In Honduras, the Department of State signed a five-year, $46.5 million bilateral health MOU which includes $29.6 million in U.S. investment and $16.9 million in Honduran co-investment-of which $9.6 million is dedicated to Global Health Security. The MOU integrates the transition of HIV/AIDS programming with strengthened infectious disease outbreak preparedness, with the goal of enabling Honduras to detect outbreaks within seven days, notify the United States within one day, and initiate a response within seven days by 2030.
Strategic investments will support laboratory capacity, epidemiological surveillance, supply chain modernization, the National Referral and Response System (SINARR), and the introduction of innovative American technologies such as lenacapavir. Honduras will also decrease dependency on U.S. foreign assistance by absorbing 95 U.S.-funded frontline healthcare workers and 14 laboratory staff into its own payroll by 2028, while gradually assuming procurement of HIV-related commodities and laboratory supplies.
In Senegal, the Department of State signed a five-year health cooperation MOU totaling $90.4 million. The Department of State, working with Congress, intends to provide $63.1 million to fight HIV and malaria, support health governance, laboratory capacity, health facility upgrades, and digital health systems advancement. Senegal commits to invest $27.3 million in co-financing. Senegal's strategic objectives prioritize expanding health coverage, strengthening governance through quality control and establishing a new National Institute of Public Health, advancing digital health transformation with electronic patient records and telemedicine, and achieving pharmaceutical sovereignty by producing 30 percent of medicines locally using government of Senegal funds.
The MOU also includes $15.7 million in global health security funding to improve health governance, enhance laboratory capacity, upgrade health facilities, and advance digital health systems-critical investments that will strengthen Senegal's ability to detect and respond to infectious disease outbreaks that could threaten both Senegalese and American populations.

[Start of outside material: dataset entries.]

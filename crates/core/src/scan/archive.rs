//! Archive scanning with cache reuse and copy-or-skip decisions.

use autoreg_plugin::normalize_entry_path;
use std::fs;
use std::io::{Cursor, Read};
use std::path::{Path, PathBuf};
use std::time::{Duration, Instant};
use tracing::{debug, info, warn};
use xxhash_rust::xxh3::xxh3_64;
use zip::ZipArchive;

use crate::cache::{ArchiveKey, content_fingerprint};
use crate::error::{AutoregError, Result};
use crate::model::{ArchiveHarvest, TypeRecord};
use crate::scan::UnitClassifier;

/// Output file name for an archive: base name plus a hash of its absolute
/// path, so same-named archives from different locations never collide.
pub fn destination_name(archive: &Path) -> String {
    let stem = archive
        .file_stem()
        .and_then(|s| s.to_str())
        .unwrap_or("archive");
    let hash = xxh3_64(archive.to_string_lossy().as_bytes());
    match archive.extension().and_then(|e| e.to_str()) {
        Some(ext) => format!("{stem}_{hash:016x}.{ext}"),
        None => format!("{stem}_{hash:016x}"),
    }
}

/// Result of scanning one archive.
#[derive(Debug, Clone)]
pub struct ArchiveScan {
    pub archive: PathBuf,
    pub destination: PathBuf,
    pub harvest: ArchiveHarvest,
    /// Member iteration was skipped in favour of the cached harvest.
    pub cache_hit: bool,
    pub copied: bool,
    /// Units handed to the classifier during this scan.
    pub classified: usize,
    pub elapsed: Duration,
}

pub struct ArchiveScanner<'a> {
    classifier: &'a UnitClassifier,
    output_dir: &'a Path,
    collect_types: bool,
}

impl<'a> ArchiveScanner<'a> {
    pub fn new(classifier: &'a UnitClassifier, output_dir: &'a Path) -> Self {
        Self {
            classifier,
            output_dir,
            collect_types: false,
        }
    }

    /// Record every unit's supertypes for hierarchy resolution.
    pub fn collect_types(mut self, enabled: bool) -> Self {
        self.collect_types = enabled;
        self
    }

    pub fn destination(&self, archive: &Path) -> PathBuf {
        self.output_dir.join(destination_name(archive))
    }

    /// Scan `archive` (an absolute path), reusing `cached` when the archive
    /// is unchanged and its previous copy still exists.
    pub fn scan(&self, archive: &Path, cached: Option<&ArchiveHarvest>) -> Result<ArchiveScan> {
        let start = Instant::now();
        let destination = self.destination(archive);
        let key = ArchiveKey::from_path(archive).map_err(|e| AutoregError::input(archive, e))?;

        let mut bytes: Option<Vec<u8>> = None;
        let reusable = match cached {
            Some(harvest) if destination.exists() => harvest
                .is_fresh(&key, || {
                    let content = fs::read(archive)?;
                    let fingerprint = content_fingerprint(&content);
                    bytes = Some(content);
                    Ok(fingerprint)
                })
                .map_err(|e| AutoregError::input(archive, e))?,
            _ => false,
        };

        let (harvest, classified) = match (reusable, cached) {
            (true, Some(harvest)) => {
                let mut harvest = harvest.clone();
                harvest.mtime = key.mtime;
                (harvest, 0)
            }
            _ => {
                let content = match bytes {
                    Some(content) => content,
                    None => fs::read(archive).map_err(|e| AutoregError::input(archive, e))?,
                };
                self.harvest(archive, &key, &content)
            }
        };
        let cache_hit = reusable;

        // A registry-target archive is always re-emitted so injection never
        // sees a copy rewritten by a previous run.
        let copied = !cache_hit || harvest.contains_registry_target;
        if copied {
            fs::copy(archive, &destination)?;
        }

        let elapsed = start.elapsed();
        info!(
            "Scanned {} in {:?} (cache {}, {} units classified, {})",
            archive.display(),
            elapsed,
            if cache_hit { "hit" } else { "miss" },
            classified,
            if copied { "copied" } else { "skipped copy" }
        );

        Ok(ArchiveScan {
            archive: archive.to_path_buf(),
            destination,
            harvest,
            cache_hit,
            copied,
            classified,
            elapsed,
        })
    }

    fn harvest(&self, archive: &Path, key: &ArchiveKey, content: &[u8]) -> (ArchiveHarvest, usize) {
        let mut harvest = ArchiveHarvest {
            fingerprint: content_fingerprint(content),
            size: key.size,
            mtime: key.mtime,
            ..Default::default()
        };

        let mut zip = match ZipArchive::new(Cursor::new(content)) {
            Ok(zip) => zip,
            Err(e) => {
                warn!("Not a readable archive, passing through {}: {}", archive.display(), e);
                return (harvest, 0);
            }
        };

        let mut classified = 0;
        for index in 0..zip.len() {
            let mut entry = match zip.by_index(index) {
                Ok(entry) => entry,
                Err(e) => {
                    warn!("Skipping entry #{} of {}: {}", index, archive.display(), e);
                    continue;
                }
            };
            if entry.is_dir() {
                continue;
            }
            let entry_name = normalize_entry_path(entry.name());
            if !self.classifier.accepts(&entry_name) {
                continue;
            }

            let mut unit = Vec::new();
            if let Err(e) = entry.read_to_end(&mut unit) {
                warn!("Skipping unreadable {} in {}: {}", entry_name, archive.display(), e);
                continue;
            }

            let classification = self.classifier.classify(&entry_name, &unit);
            classified += 1;
            for contract in &classification.implemented {
                debug!("{} implements {}", classification.name, contract);
                harvest.record_implementer(contract, &classification.name);
            }
            if classification.is_registry_target {
                harvest.record_registry_target(&classification.name, &entry_name);
            }
            if self.collect_types {
                if let Some(header) = &classification.header {
                    harvest.types.push(TypeRecord::from(header));
                }
            }
        }

        (harvest, classified)
    }
}
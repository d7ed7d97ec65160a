pub mod error;
pub mod logging;

pub mod cache;
pub mod hierarchy;
pub mod inject;
pub mod model;
pub mod pipeline;
pub mod scan;

pub use error::{AutoregError, Result};
pub use pipeline::{Pipeline, PipelineConfig, PipelineReport, PipelineState};
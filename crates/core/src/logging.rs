use std::path::{Path, PathBuf};
use tracing_appender::non_blocking::WorkerGuard;
use tracing_subscriber::{EnvFilter, fmt, prelude::*};

/// Where and how loudly a process logs.
#[derive(Debug, Clone)]
pub struct LogOptions {
    /// File prefix of the rolling log, e.g. `cli` -> `cli.2024-01-21`.
    pub component: String,
    /// Overrides `~/.autoreg/logs`, typically with a build-intermediates dir.
    pub log_dir: Option<PathBuf>,
    pub to_stderr: bool,
    /// Default level `debug` instead of `info` when `RUST_LOG` is unset.
    pub verbose: bool,
}

impl LogOptions {
    pub fn new(component: impl Into<String>) -> Self {
        Self {
            component: component.into(),
            log_dir: None,
            to_stderr: true,
            verbose: false,
        }
    }
}

pub fn default_log_dir() -> PathBuf {
    let home = std::env::var("HOME").unwrap_or_else(|_| ".".to_string());
    Path::new(&home).join(".autoreg").join("logs")
}

pub fn init_logging(options: &LogOptions) -> WorkerGuard {
    let log_dir = options.log_dir.clone().unwrap_or_else(default_log_dir);
    let _ = std::fs::create_dir_all(&log_dir);

    let file_appender = tracing_appender::rolling::daily(&log_dir, &options.component);
    let (non_blocking, guard) = tracing_appender::non_blocking(file_appender);

    let default_level = if options.verbose { "debug" } else { "info" };
    let filter =
        EnvFilter::try_from_default_env().unwrap_or_else(|_| EnvFilter::new(default_level));

    let file_layer = fmt::layer()
        .with_writer(non_blocking)
        .with_ansi(false)
        .with_target(true);

    let registry = tracing_subscriber::registry().with(filter).with(file_layer);

    if options.to_stderr {
        let stderr_layer = fmt::layer()
            .with_writer(std::io::stderr)
            .with_ansi(true)
            .with_target(false)
            .without_time();
        registry.with(stderr_layer).init();
    } else {
        registry.init();
    }

    guard
}
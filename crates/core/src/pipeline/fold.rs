//! Deterministic merge of per-input scan results into per-contract
//! discoveries.

use std::collections::{BTreeSet, HashMap, HashSet};
use tracing::{info, warn};

use crate::hierarchy::{HierarchyResolver, TypeGraph};
use crate::model::{Implementer, ScanPartial, TargetLocation, TrackedSpec, UnitOrigin};

/// What the scan found for one tracked contract.
#[derive(Debug, Clone, PartialEq, Eq)]
pub struct Discovery {
    pub interface_name: String,
    pub target_class: String,
    /// Registration order.
    pub implementers: Vec<Implementer>,
    /// `None` when no scanned input contained the registry target.
    pub target: Option<TargetLocation>,
}

impl Discovery {
    pub fn implementer_names(&self) -> Vec<&str> {
        self.implementers.iter().map(|i| i.name.as_str()).collect()
    }
}

/// Merge partials into one [`Discovery`] per spec, in spec order.
///
/// Partials are ordered trees first, then archives, each by source path;
/// within a partial, visit order is kept. The result is therefore the same
/// whatever order the partials finished in.
pub(crate) fn fold(
    tracked: &[TrackedSpec],
    mut partials: Vec<ScanPartial>,
    resolver: Option<&dyn HierarchyResolver>,
) -> Vec<Discovery> {
    partials.sort_by(|a, b| (a.kind, &a.source).cmp(&(b.kind, &b.source)));

    let graph = resolver.map(|_| {
        TypeGraph::build(partials.iter().flat_map(|p| p.types.iter().map(|(record, _)| record)))
    });
    let mut type_origins: HashMap<&str, &UnitOrigin> = HashMap::new();
    for (record, origin) in partials.iter().flat_map(|p| p.types.iter()) {
        type_origins.entry(record.name.as_str()).or_insert(origin);
    }

    tracked
        .iter()
        .map(|tracked| {
            let spec = &tracked.spec;
            let contracts: HashSet<&str> = spec.contracts().collect();
            let mut seen: HashMap<String, UnitOrigin> = HashMap::new();
            let mut implementers = Vec::new();

            let direct = partials
                .iter()
                .flat_map(|p| p.found.iter())
                .filter(|(contract, _)| contracts.contains(contract.as_str()))
                .map(|(_, implementer)| implementer);
            for implementer in direct {
                if !tracked.accepts(&implementer.name) {
                    continue;
                }
                match seen.get(&implementer.name) {
                    Some(first) if *first != implementer.origin => warn!(
                        "Duplicate implementer {} at {}; keeping {}",
                        implementer.name, implementer.origin, first
                    ),
                    Some(_) => {}
                    None => {
                        seen.insert(implementer.name.clone(), implementer.origin.clone());
                        implementers.push(implementer.clone());
                    }
                }
            }

            if let (Some(resolver), Some(graph)) = (resolver, graph.as_ref()) {
                let mut extra = BTreeSet::new();
                for contract in &contracts {
                    extra.extend(resolver.resolve(graph, contract));
                }
                for name in extra {
                    if seen.contains_key(&name) || !tracked.accepts(&name) {
                        continue;
                    }
                    let Some(origin) = type_origins.get(name.as_str()) else {
                        continue;
                    };
                    seen.insert(name.clone(), (*origin).clone());
                    implementers.push(Implementer {
                        name,
                        origin: (*origin).clone(),
                    });
                }
            }

            let mut targets = partials
                .iter()
                .flat_map(|p| p.targets.iter())
                .filter(|(name, _)| name == spec.target_class())
                .map(|(_, location)| location);
            let target = targets.next().cloned();
            if let Some(ignored) = targets.find(|location| Some(*location) != target.as_ref()) {
                warn!(
                    "Registry target {} found more than once; ignoring {}",
                    spec.target_class(),
                    ignored
                );
            }

            info!(
                "{} implementers of {}: [{}]",
                implementers.len(),
                spec.interface_name,
                implementers
                    .iter()
                    .map(|i| i.name.as_str())
                    .collect::<Vec<_>>()
                    .join(", ")
            );

            Discovery {
                interface_name: spec.interface_name.clone(),
                target_class: spec.target_class().to_string(),
                implementers,
                target,
            }
        })
        .collect()
}

#[cfg(test)]
mod tests {
    use super::*;
    use crate::hierarchy::TransitiveResolver;
    use crate::model::{InterfaceSpec, SourceKind, TypeRecord};
    use std::path::PathBuf;

    fn tracked() -> Vec<TrackedSpec> {
        let spec = InterfaceSpec::new("a.Plugin", "a.Registry", "register");
        vec![TrackedSpec::new(&spec).unwrap()]
    }

    fn archive_partial(path: &str, names: &[&str]) -> ScanPartial {
        let mut partial = ScanPartial::new(SourceKind::Archive, PathBuf::from(path));
        for name in names {
            partial.found.push((
                "a/Plugin".to_string(),
                Implementer {
                    name: name.to_string(),
                    origin: UnitOrigin::Archive {
                        archive: PathBuf::from(path),
                        entry: format!("{name}.class"),
                    },
                },
            ));
        }
        partial
    }

    #[test]
    fn test_order_is_independent_of_completion_order() {
        let x = archive_partial("/libs/x.jar", &["a/A"]);
        let y = archive_partial("/libs/y.jar", &["a/B"]);
        let mut tree = ScanPartial::new(SourceKind::Tree, PathBuf::from("/z/classes"));
        tree.found = archive_partial("/z/classes", &["a/T"]).found;

        let forward = fold(&tracked(), vec![x.clone(), y.clone(), tree.clone()], None);
        let reverse = fold(&tracked(), vec![tree, y, x], None);

        assert_eq!(forward[0].implementer_names(), vec!["a/T", "a/A", "a/B"]);
        assert_eq!(forward, reverse);
    }

    #[test]
    fn test_duplicates_keep_first() {
        let x = archive_partial("/libs/x.jar", &["a/A", "a/B"]);
        let y = archive_partial("/libs/y.jar", &["a/A"]);
        let discoveries = fold(&tracked(), vec![y, x], None);
        assert_eq!(discoveries[0].implementer_names(), vec!["a/A", "a/B"]);
        assert!(discoveries[0].target.is_none());
    }

    #[test]
    fn test_hierarchy_extras_follow_direct_implementers() {
        let mut x = archive_partial("/libs/x.jar", &["a/Direct"]);
        let origin = |name: &str| UnitOrigin::Archive {
            archive: PathBuf::from("/libs/x.jar"),
            entry: format!("{name}.class"),
        };
        let record = |name: &str, super_name: &str, interfaces: &[&str], concrete| TypeRecord {
            name: name.to_string(),
            super_name: Some(super_name.to_string()),
            interfaces: interfaces.iter().map(|s| s.to_string()).collect(),
            concrete,
        };
        x.types = vec![
            (record("a/Direct", "java/lang/Object", &["a/Plugin"], true), origin("a/Direct")),
            (record("a/Base", "java/lang/Object", &["a/Plugin"], false), origin("a/Base")),
            (record("a/Zeta", "a/Base", &[], true), origin("a/Zeta")),
            (record("a/Alpha", "a/Base", &[], true), origin("a/Alpha")),
        ];

        let resolver = TransitiveResolver;
        let discoveries = fold(&tracked(), vec![x], Some(&resolver));
        assert_eq!(
            discoveries[0].implementer_names(),
            vec!["a/Direct", "a/Alpha", "a/Zeta"]
        );
    }
}
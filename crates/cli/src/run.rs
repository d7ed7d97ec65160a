use autoreg_core::PipelineConfig;
use autoreg_core::model::RegisterConfig;
use autoreg_core::pipeline::{InjectionStatus, PipelineReport};
use clap::Args;
use std::path::PathBuf;
use tabled::{Table, Tabled};

use crate::default_cache_file;

#[derive(Args)]
pub struct RunArgs {
    /// Registration config (JSON)
    #[arg(long, value_name = "FILE")]
    pub config: PathBuf,
    /// Output directory receiving copied archives and mirrored trees
    #[arg(long, value_name = "DIR")]
    pub output: PathBuf,
    /// Input archive, repeatable
    #[arg(long = "archive", value_name = "JAR")]
    pub archives: Vec<PathBuf>,
    /// Input class directory, repeatable
    #[arg(long = "dir", value_name = "DIR")]
    pub directories: Vec<PathBuf>,
    /// Cache file (defaults to autoreg-cache.json beside the output directory)
    #[arg(long, value_name = "FILE")]
    pub cache: Option<PathBuf>,
    /// Also log to stderr
    #[arg(long)]
    pub stderr: bool,
    /// Log at debug level unless RUST_LOG says otherwise
    #[arg(short, long)]
    pub verbose: bool,
    /// Log directory (defaults to ~/.autoreg/logs)
    #[arg(long, value_name = "DIR")]
    pub log_dir: Option<PathBuf>,
}

#[derive(Tabled)]
struct ArchiveRow {
    #[tabled(rename = "Archive")]
    archive: String,
    #[tabled(rename = "Cache")]
    cache: &'static str,
    #[tabled(rename = "Copied")]
    copied: &'static str,
    #[tabled(rename = "Implementers")]
    implementers: usize,
    #[tabled(rename = "Time")]
    time: String,
}

#[derive(Tabled)]
struct InjectionRow {
    #[tabled(rename = "Interface")]
    interface: String,
    #[tabled(rename = "Registry")]
    registry: String,
    #[tabled(rename = "Result")]
    result: String,
}

pub fn run(args: RunArgs) -> Result<(), Box<dyn std::error::Error>> {
    let registrations = RegisterConfig::load(&args.config)?;
    let cache_file = args
        .cache
        .unwrap_or_else(|| default_cache_file(&args.output));
    let config = PipelineConfig {
        archives: args.archives,
        directories: args.directories,
        output_dir: args.output,
        cache_file,
    };

    let mut pipeline = autoreg_runtime::build_default_pipeline(registrations, config)?;
    let report = pipeline.run()?;
    print_report(&report);
    Ok(())
}

fn print_report(report: &PipelineReport) {
    let archives: Vec<ArchiveRow> = report
        .archives
        .iter()
        .map(|a| ArchiveRow {
            archive: a.archive.display().to_string(),
            cache: if a.cache_hit { "hit" } else { "miss" },
            copied: if a.copied { "yes" } else { "no" },
            implementers: a.implementers,
            time: format!("{} ms", a.elapsed.as_millis()),
        })
        .collect();
    if !archives.is_empty() {
        println!("{}", Table::new(archives));
    }

    for tree in &report.trees {
        println!(
            "{}: {} units, {} implementers ({} ms)",
            tree.root.display(),
            tree.classified,
            tree.implementers,
            tree.elapsed.as_millis()
        );
    }

    let injections: Vec<InjectionRow> = report
        .injections
        .iter()
        .map(|i| InjectionRow {
            interface: i.interface_name.clone(),
            registry: i.target_class.clone(),
            result: match i.status {
                InjectionStatus::Injected { count } => format!("{count} registered"),
                InjectionStatus::NoImplementers => "no implementers".to_string(),
                InjectionStatus::MissingTarget => "registry not found".to_string(),
            },
        })
        .collect();
    if !injections.is_empty() {
        println!("{}", Table::new(injections));
    }

    println!(
        "Done in {} ms ({} of {} archives from cache)",
        report.elapsed.as_millis(),
        report.cache_hits(),
        report.archives.len()
    );
}
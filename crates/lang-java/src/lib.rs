//! JVM class-file backend for the registration pipeline.
//!
//! [`ClassFileCodec`] reads class headers and rewrites method bodies with
//! `ristretto_classfile`. Archives (jars) are plain zip containers and are
//! handled by the core; this crate only ever sees single class files.

mod codec;
mod rewrite;

#[cfg(any(test, feature = "fixtures"))]
pub mod fixture;

pub use codec::ClassFileCodec;
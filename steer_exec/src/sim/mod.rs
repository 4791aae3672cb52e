//! Simulated equipment
//!
//! Stands in for the vehicle when running the controller outside a game
//! world. Joints integrate their commanded velocity each step and stop at
//! their limits, seats replay scripted operator input.

// ---------------------------------------------------------------------------
// MODULES
// ---------------------------------------------------------------------------

mod joint;
mod params;
mod scene;
mod seat;

// ---------------------------------------------------------------------------
// EXPORTS
// ---------------------------------------------------------------------------

pub use joint::*;
pub use params::*;
pub use scene::*;
pub use seat::*;
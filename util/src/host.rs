//! Host platform utility functions

// ---------------------------------------------------------------------------
// IMPORTS
// ---------------------------------------------------------------------------

use std::env;
use std::path::PathBuf;

// ---------------------------------------------------------------------------
// CONSTANTS
// ---------------------------------------------------------------------------

/// Environment variable pointing at the root of the software checkout.
pub const SW_ROOT_ENV_VAR: &str = "HINGE_STEER_SW_ROOT";

// ---------------------------------------------------------------------------
// PUBLIC FUNCTIONS
// ---------------------------------------------------------------------------

/// Get the software root directory from the environment.
pub fn get_sw_root() -> Result<PathBuf, env::VarError> {
    env::var(SW_ROOT_ENV_VAR).map(PathBuf::from)
}

/// Get a short description of the host platform.
pub fn get_platform() -> String {
    format!("{} ({})", env::consts::OS, env::consts::ARCH)
}
//! General time utility functions

use chrono;

/// Number of nanoseconds in a second
pub const NANOS_PER_SECOND: i64 = 1_000_000_000;

/// Convert a duration into a number of seconds, or `None` if overflow
pub fn duration_to_seconds(duration: chrono::Duration) -> Option<f64> {
    if let Some(ns) = duration.num_nanoseconds() {
        Some(ns as f64 / NANOS_PER_SECOND as f64)
    }
    else {
        None
    }
}

/// Convert a cycle count at a fixed frequency into elapsed seconds.
pub fn cycles_to_seconds(num_cycles: u64, cycle_frequency_hz: f64) -> f64 {
    num_cycles as f64 / cycle_frequency_hz
}
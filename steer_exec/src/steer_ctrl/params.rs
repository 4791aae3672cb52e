//! Parameters structure for SteerCtrl

// ---------------------------------------------------------------------------
// IMPORTS
// ---------------------------------------------------------------------------

use serde::{Deserialize, Serialize};
use super::SteerCtrlError;

// ---------------------------------------------------------------------------
// DATA STRUCTURES
// ---------------------------------------------------------------------------

/// Parameters for Steering control.
#[derive(Debug, Clone, Deserialize)]
#[serde(default)]
pub struct Params {

    // ---- SETUP ----

    /// Text in a block name marking it as one the controller should use.
    /// Prefixing it with a minus sign (e.g. `-#steer`) inverts a joint.
    pub tag: String,

    /// Number of supervisory periods to wait between failed setup attempts.
    pub setup_retry_periods: u32,

    // ---- MESSAGES ----

    /// How long a status message is shown for.
    ///
    /// Units: cycles
    pub msg_lifetime_cycles: u64,

    /// Maximum number of messages held at once, older messages are dropped.
    pub max_msgs: usize,

    // ---- DEFAULTS ----

    /// Defaults for actuators which don't override them.
    pub defaults: SessionDefaults,
}

/// Settings shared by all actuators unless their own configuration overrides
/// them.
///
/// Each actuator resolves its own copy of these when it is built, or when
/// the defaults are changed by a runtime command.
#[derive(Debug, Clone, Copy, PartialEq, Deserialize, Serialize)]
#[serde(default)]
pub struct SessionDefaults {
    /// Speed of a joint at full input.
    ///
    /// Units: radians/second for rotational joints, meters/second for linear
    pub max_speed: f64,

    /// Whether joints return to their centre when input is released.
    pub auto_straighten: bool,

    /// Whether joints slow down as they approach the end of their travel.
    pub safe_limit: bool,

    /// Fraction of travel (towards the approached limit) after which the safe
    /// limit begins to slow the joint down. Must be in (0, 1).
    pub safe_limit_margin: f64,

    /// Deviation from centre below which straightening stops.
    ///
    /// Units: fraction of travel for rotational joints, meters for linear
    pub straighten_deadband: f64,
}

// ---------------------------------------------------------------------------
// IMPLEMENTATIONS
// ---------------------------------------------------------------------------

impl Default for Params {
    fn default() -> Self {
        Self {
            tag: String::from("#steer"),
            setup_retry_periods: 5,
            msg_lifetime_cycles: 600,
            max_msgs: 8,
            defaults: SessionDefaults::default(),
        }
    }
}

impl Params {
    /// Check the parameters are usable.
    pub fn validate(&self) -> Result<(), SteerCtrlError> {
        if self.tag.trim().is_empty() {
            return Err(SteerCtrlError::InvalidParam(String::from(
                "tag must not be empty"
            )))
        }

        if self.max_msgs == 0 {
            return Err(SteerCtrlError::InvalidParam(String::from(
                "max_msgs must be at least 1"
            )))
        }

        self.defaults.validate()
    }
}

impl Default for SessionDefaults {
    fn default() -> Self {
        Self {
            max_speed: 1.0,
            auto_straighten: true,
            safe_limit: false,
            safe_limit_margin: 0.8,
            straighten_deadband: 1e-4,
        }
    }
}

impl SessionDefaults {
    /// Check the defaults are usable.
    pub fn validate(&self) -> Result<(), SteerCtrlError> {
        if !self.max_speed.is_finite() || self.max_speed < 0.0 {
            return Err(SteerCtrlError::InvalidParam(format!(
                "max_speed must be finite and non-negative, found {}",
                self.max_speed
            )))
        }

        if !is_valid_margin(self.safe_limit_margin) {
            return Err(SteerCtrlError::InvalidParam(format!(
                "safe_limit_margin must be in (0, 1), found {}",
                self.safe_limit_margin
            )))
        }

        if !self.straighten_deadband.is_finite() || self.straighten_deadband < 0.0 {
            return Err(SteerCtrlError::InvalidParam(format!(
                "straighten_deadband must be finite and non-negative, found {}",
                self.straighten_deadband
            )))
        }

        Ok(())
    }
}

/// Whether a safe limit margin lies strictly between 0 and 1.
pub(crate) fn is_valid_margin(margin: f64) -> bool {
    margin > 0.0 && margin < 1.0
}

#[cfg(test)]
mod test {
    use super::*;

    #[test]
    fn test_default_params_valid() {
        assert!(Params::default().validate().is_ok());
    }

    #[test]
    fn test_params_from_toml() {
        let params: Params = util::params::load_str(r##"
            tag = "#hinge"

            [defaults]
            max_speed = 0.5
            safe_limit = true
        "##).unwrap();

        assert_eq!(params.tag, "#hinge");
        assert_eq!(params.setup_retry_periods, 5);
        assert_eq!(params.defaults.max_speed, 0.5);
        assert!(params.defaults.safe_limit);
        assert!(params.defaults.auto_straighten);
        assert!(params.validate().is_ok());
    }

    #[test]
    fn test_invalid_params() {
        let mut params = Params::default();
        params.defaults.safe_limit_margin = 1.0;
        assert!(params.validate().is_err());

        let mut params = Params::default();
        params.defaults.max_speed = -1.0;
        assert!(params.validate().is_err());

        let mut params = Params::default();
        params.tag = String::from("  ");
        assert!(params.validate().is_err());
    }
}
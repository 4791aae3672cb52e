//! Simulated scene holding a vehicle's equipment

// ---------------------------------------------------------------------------
// IMPORTS
// ---------------------------------------------------------------------------

use comms_if::eqpt::seat::SeatInput;
use log::warn;
use std::{cell::RefCell, rc::Rc};

use super::{SceneParams, SimJoint, SimSeat};
use crate::steer_ctrl::{JointRef, Scene, Seat, SeatRef};

// ---------------------------------------------------------------------------
// DATA STRUCTURES
// ---------------------------------------------------------------------------

/// A set of simulated joints and seats.
///
/// The scene owns the equipment, the controller only holds shared handles
/// to it.
#[derive(Default)]
pub struct SimScene {
    joints: Vec<Rc<RefCell<SimJoint>>>,
    seats: Vec<Rc<RefCell<SimSeat>>>,
}

// ---------------------------------------------------------------------------
// IMPLEMENTATIONS
// ---------------------------------------------------------------------------

impl SimScene {
    /// Build a scene from its parameters.
    pub fn from_params(params: &SceneParams) -> Self {
        let mut scene = Self::default();

        for j in params.joints.iter() {
            scene.add_joint(SimJoint::from_params(j));
        }
        for s in params.seats.iter() {
            scene.add_seat(&s.name);
        }

        scene
    }

    /// Add a joint, returning a handle to it.
    pub fn add_joint(&mut self, joint: SimJoint) -> Rc<RefCell<SimJoint>> {
        let joint = Rc::new(RefCell::new(joint));
        self.joints.push(joint.clone());
        joint
    }

    /// Add an empty seat, returning a handle to it.
    pub fn add_seat(&mut self, name: &str) -> Rc<RefCell<SimSeat>> {
        let seat = Rc::new(RefCell::new(SimSeat::new(name)));
        self.seats.push(seat.clone());
        seat
    }

    /// Set the input of every seat called `name`.
    ///
    /// Returns false if there is no such seat.
    pub fn set_seat_input(&mut self, name: &str, input: SeatInput) -> bool {
        let mut found = false;

        for s in self.seats.iter() {
            if s.borrow().name() == name {
                s.borrow_mut().set_input(input);
                found = true;
            }
        }

        if !found {
            warn!("No seat called \"{}\" in the scene", name);
        }

        found
    }

    /// Set the input of the first seat, if there is one.
    pub fn set_first_seat_input(&mut self, input: SeatInput) -> bool {
        match self.seats.first() {
            Some(s) => {
                s.borrow_mut().set_input(input);
                true
            },
            None => false
        }
    }

    /// Advance every joint by `dt` seconds.
    pub fn step(&mut self, dt: f64) {
        for j in self.joints.iter() {
            j.borrow_mut().step(dt);
        }
    }

    pub fn num_joints(&self) -> usize {
        self.joints.len()
    }
}

impl Scene for SimScene {
    fn joints(&self) -> Vec<JointRef> {
        self.joints.iter().map(|j| -> JointRef { j.clone() }).collect()
    }

    fn seats(&self) -> Vec<SeatRef> {
        self.seats.iter().map(|s| -> SeatRef { s.clone() }).collect()
    }
}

America First Global Health Strategy Memoranda of Understanding (MOUs) signed so far represent more than $20.4 billion in new health funding including more than $12.6 billion in U.S. assistance alongside $7.7 billion in co-investment from recipient countries, building on decades of progress fighting HIV/AIDS, malaria, tuberculosis, and other infectious diseases around the world. As of March 13, the State Department has signed 26 bilateral global health MOUs with Botswana, Burkina Faso, Burundi, Cameroon, Côte d'Ivoire, the Democratic Republic of the Congo, the Dominican Republic, El Salvador, Eswatini, Ethiopia, Guatemala, Guinea, Honduras, Kenya, Lesotho, Liberia, Madagascar, Malawi, Mozambique, Niger, Nigeria, Panama, Rwanda, Senegal, Sierra Leone, and Uganda.